▶ Task details
Copy out each line of the data that holds the string "what".

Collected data
****************************************

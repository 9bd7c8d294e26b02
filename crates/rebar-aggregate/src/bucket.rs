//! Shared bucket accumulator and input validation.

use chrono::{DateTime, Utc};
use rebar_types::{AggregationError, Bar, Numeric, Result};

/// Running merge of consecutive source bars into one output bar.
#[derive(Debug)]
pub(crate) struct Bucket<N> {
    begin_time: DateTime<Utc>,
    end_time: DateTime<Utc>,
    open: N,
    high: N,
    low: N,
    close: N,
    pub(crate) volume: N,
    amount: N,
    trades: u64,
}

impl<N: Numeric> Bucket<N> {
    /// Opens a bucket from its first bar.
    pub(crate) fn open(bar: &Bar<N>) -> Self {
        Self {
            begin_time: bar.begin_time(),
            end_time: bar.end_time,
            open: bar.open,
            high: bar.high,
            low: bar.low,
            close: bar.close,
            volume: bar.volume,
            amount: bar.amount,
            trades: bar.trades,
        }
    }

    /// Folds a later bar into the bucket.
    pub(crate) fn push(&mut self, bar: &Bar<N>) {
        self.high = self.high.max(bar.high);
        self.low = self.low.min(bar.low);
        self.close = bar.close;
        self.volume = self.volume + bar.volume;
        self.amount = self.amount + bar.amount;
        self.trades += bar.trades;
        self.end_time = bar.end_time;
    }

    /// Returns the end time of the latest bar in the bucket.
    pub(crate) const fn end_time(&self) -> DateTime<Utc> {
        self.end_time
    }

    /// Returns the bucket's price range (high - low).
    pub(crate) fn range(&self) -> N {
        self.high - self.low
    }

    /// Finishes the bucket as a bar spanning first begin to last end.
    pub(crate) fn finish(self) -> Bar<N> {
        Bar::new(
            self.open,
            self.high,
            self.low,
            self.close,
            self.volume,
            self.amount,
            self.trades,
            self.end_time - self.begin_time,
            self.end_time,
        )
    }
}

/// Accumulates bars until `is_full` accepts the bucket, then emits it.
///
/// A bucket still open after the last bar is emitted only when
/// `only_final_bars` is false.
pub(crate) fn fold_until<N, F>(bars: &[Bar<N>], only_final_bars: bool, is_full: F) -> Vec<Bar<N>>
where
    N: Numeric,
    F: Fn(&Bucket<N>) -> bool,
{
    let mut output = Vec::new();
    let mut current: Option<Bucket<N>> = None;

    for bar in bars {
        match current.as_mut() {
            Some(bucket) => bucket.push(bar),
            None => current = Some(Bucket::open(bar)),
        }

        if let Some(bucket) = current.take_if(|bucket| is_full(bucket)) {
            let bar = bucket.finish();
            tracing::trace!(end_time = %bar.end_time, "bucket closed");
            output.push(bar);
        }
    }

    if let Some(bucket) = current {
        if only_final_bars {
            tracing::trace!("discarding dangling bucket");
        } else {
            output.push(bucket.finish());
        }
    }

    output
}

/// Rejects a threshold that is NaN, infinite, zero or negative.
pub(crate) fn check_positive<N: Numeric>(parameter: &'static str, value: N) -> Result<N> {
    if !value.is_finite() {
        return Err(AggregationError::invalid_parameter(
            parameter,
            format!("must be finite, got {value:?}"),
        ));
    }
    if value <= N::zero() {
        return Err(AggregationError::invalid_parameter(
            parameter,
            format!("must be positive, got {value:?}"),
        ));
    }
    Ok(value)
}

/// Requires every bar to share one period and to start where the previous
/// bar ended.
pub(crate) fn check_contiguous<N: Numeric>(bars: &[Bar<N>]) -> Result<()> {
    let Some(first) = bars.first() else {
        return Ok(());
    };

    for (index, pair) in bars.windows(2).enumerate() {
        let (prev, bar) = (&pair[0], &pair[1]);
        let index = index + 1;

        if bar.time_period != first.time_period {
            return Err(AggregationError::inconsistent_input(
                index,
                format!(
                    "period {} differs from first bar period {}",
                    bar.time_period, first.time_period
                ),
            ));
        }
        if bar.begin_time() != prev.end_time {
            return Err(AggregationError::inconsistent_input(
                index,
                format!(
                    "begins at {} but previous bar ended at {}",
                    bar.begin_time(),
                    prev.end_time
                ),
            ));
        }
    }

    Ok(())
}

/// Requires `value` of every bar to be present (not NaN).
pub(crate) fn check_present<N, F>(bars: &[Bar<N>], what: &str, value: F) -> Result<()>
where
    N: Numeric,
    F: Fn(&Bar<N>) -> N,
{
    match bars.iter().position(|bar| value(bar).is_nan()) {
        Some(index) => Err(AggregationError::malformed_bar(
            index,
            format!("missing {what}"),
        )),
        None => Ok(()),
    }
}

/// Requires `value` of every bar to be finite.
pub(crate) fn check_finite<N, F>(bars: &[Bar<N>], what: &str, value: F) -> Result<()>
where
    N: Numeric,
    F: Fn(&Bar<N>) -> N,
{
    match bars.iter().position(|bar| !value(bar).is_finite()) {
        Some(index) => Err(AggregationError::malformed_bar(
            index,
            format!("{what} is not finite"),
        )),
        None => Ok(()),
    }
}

****************************************

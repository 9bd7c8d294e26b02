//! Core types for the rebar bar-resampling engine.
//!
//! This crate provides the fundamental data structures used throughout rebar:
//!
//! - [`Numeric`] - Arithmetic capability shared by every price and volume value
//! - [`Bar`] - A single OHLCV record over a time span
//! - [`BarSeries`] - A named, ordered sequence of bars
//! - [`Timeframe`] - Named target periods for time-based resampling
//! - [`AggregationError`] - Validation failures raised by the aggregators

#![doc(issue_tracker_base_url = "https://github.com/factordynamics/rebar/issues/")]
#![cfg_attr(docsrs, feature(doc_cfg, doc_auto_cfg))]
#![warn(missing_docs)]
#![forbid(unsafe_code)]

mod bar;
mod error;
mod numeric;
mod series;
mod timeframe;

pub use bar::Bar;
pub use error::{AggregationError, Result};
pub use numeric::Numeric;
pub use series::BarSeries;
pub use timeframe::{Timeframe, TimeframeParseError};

****************************************

▶ Output for this exercise
pub(crate) fn check_present<N, F>(bars: &[Bar<N>], what: &str, value: F) -> Result<()>
            format!("missing {what}"),
pub(crate) fn check_finite<N, F>(bars: &[Bar<N>], what: &str, value: F) -> Result<()>
            format!("{what} is not finite"),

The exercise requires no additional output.